The station opened as Bahnhof Prinzenallee on 10 July 1877 at the Nordbahn (Berlin–Stralsund Northern railway) from Berlin to Neubrandenburg. In 1893 it received the name Pankow (Nordbahn), while the former Pankow railway station was called Pankow-Schönhausen. The Nordbahn line was connected to the S-Bahn system on 5 June 1925 and the station was renamed Wollankstraße on 3 October 1937.

After World War II traffic restarted first with steam on 11 June 1945. On 19 July 1945 the electric train service resumed. From 1945 the station was situated next to the border between East and West Berlin, on the east side, in Berlin's Pankow district. In 1961 the Berlin Wall was built just to the east of the station.
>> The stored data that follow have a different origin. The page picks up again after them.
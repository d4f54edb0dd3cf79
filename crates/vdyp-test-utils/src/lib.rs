//! Testing utilities for the VDYP projection input workspace
//!
//! Shared fixtures: demonstration input, well-formed upload files and
//! sessions already walked through their panels.

#![allow(missing_docs)]

use std::sync::Arc;
use vdyp_core::{ConfirmOutcome, InMemoryProjectionService, ProjectionSession, SessionConfig};
use vdyp_panels::PanelName;
use vdyp_params::{FileUploadState, ModelParameterState};
use vdyp_tables::csv_layout::{LAYER_HEADERS, POLYGON_HEADERS};
use vdyp_tables::FileKind;

pub const MANUAL_PANELS: [PanelName; 4] = [
    PanelName::SpeciesInfo,
    PanelName::SiteInfo,
    PanelName::StandInfo,
    PanelName::ReportInfo,
];

pub fn demo_manual_state() -> ModelParameterState {
    ModelParameterState::with_default_values()
}

pub fn demo_file_upload_state() -> FileUploadState {
    let mut state = FileUploadState::new();
    state.set_default_values();
    state
}

/// Header line plus one data row with the expected column count
pub fn sample_upload(kind: FileKind) -> String {
    let headers: &[&str] = match kind {
        FileKind::Polygon => &POLYGON_HEADERS,
        FileKind::Layer => &LAYER_HEADERS,
    };
    let row = vec!["1"; headers.len()].join(",");
    format!("{}\n{row}\n", headers.join(","))
}

pub fn in_memory_service() -> Arc<InMemoryProjectionService> {
    Arc::new(InMemoryProjectionService::new())
}

pub fn manual_session(service: Arc<InMemoryProjectionService>) -> ProjectionSession {
    ProjectionSession::manual(demo_manual_state(), service, SessionConfig::default())
}

pub fn file_upload_session(service: Arc<InMemoryProjectionService>) -> ProjectionSession {
    ProjectionSession::file_upload(demo_file_upload_state(), service, SessionConfig::default())
}

/// Confirm every manual panel, panicking on a blocked panel
pub fn confirm_manual_panels(session: &ProjectionSession) {
    for panel in MANUAL_PANELS {
        match session.confirm(panel).expect("confirm") {
            ConfirmOutcome::Confirmed { .. } => {}
            ConfirmOutcome::Blocked(validation) => panic!("{panel} blocked: {:?}", validation.blocking),
        }
    }
}

/// Confirm the report and attach both well-formed uploads
pub fn complete_file_upload(session: &ProjectionSession) {
    assert!(session.confirm(PanelName::ReportInfo).expect("confirm").is_confirmed());
    for kind in [FileKind::Polygon, FileKind::Layer] {
        let findings = session
            .attach_file(kind, kind.generated_file_name(), sample_upload(kind))
            .expect("attach");
        assert!(findings.is_empty(), "{kind} upload rejected: {findings:?}");
    }
}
The station remained in service within the West Berlin S-Bahn system, and could only be reached by passengers from the adjacent West Berlin locality of Gesundbrunnen (then part of Wedding borough). The entrances to the east remained bricked up until 1989. Nevertheless, during this period, the station was staffed and controlled by East German railway officials, and while the West Berlin S-Bahn trains were passing between Wollankstraße station and Friedrichstraße station, they were driven by an East German State railway driver who returned home to East Berlin every day. This was at a time when only the select few were allowed to exit East Germany. Friedrichstraße station was situated inside East Berlin, but the West Berlin S-Bahn service operating from that station was not accessible to East Berliners.

==In popular culture==

The station features prominently in the 2011 thriller The Debt as a location along the border where an attempt is made to smuggle a Nazi war criminal from East Berlin to West Berlin. The film suggests that it would be possible to access a train stopped at the station from an adjacent property. In reality, the scenes depicted in the film could not have taken place, since the station is built on a viaduct and trains are elevated above street level.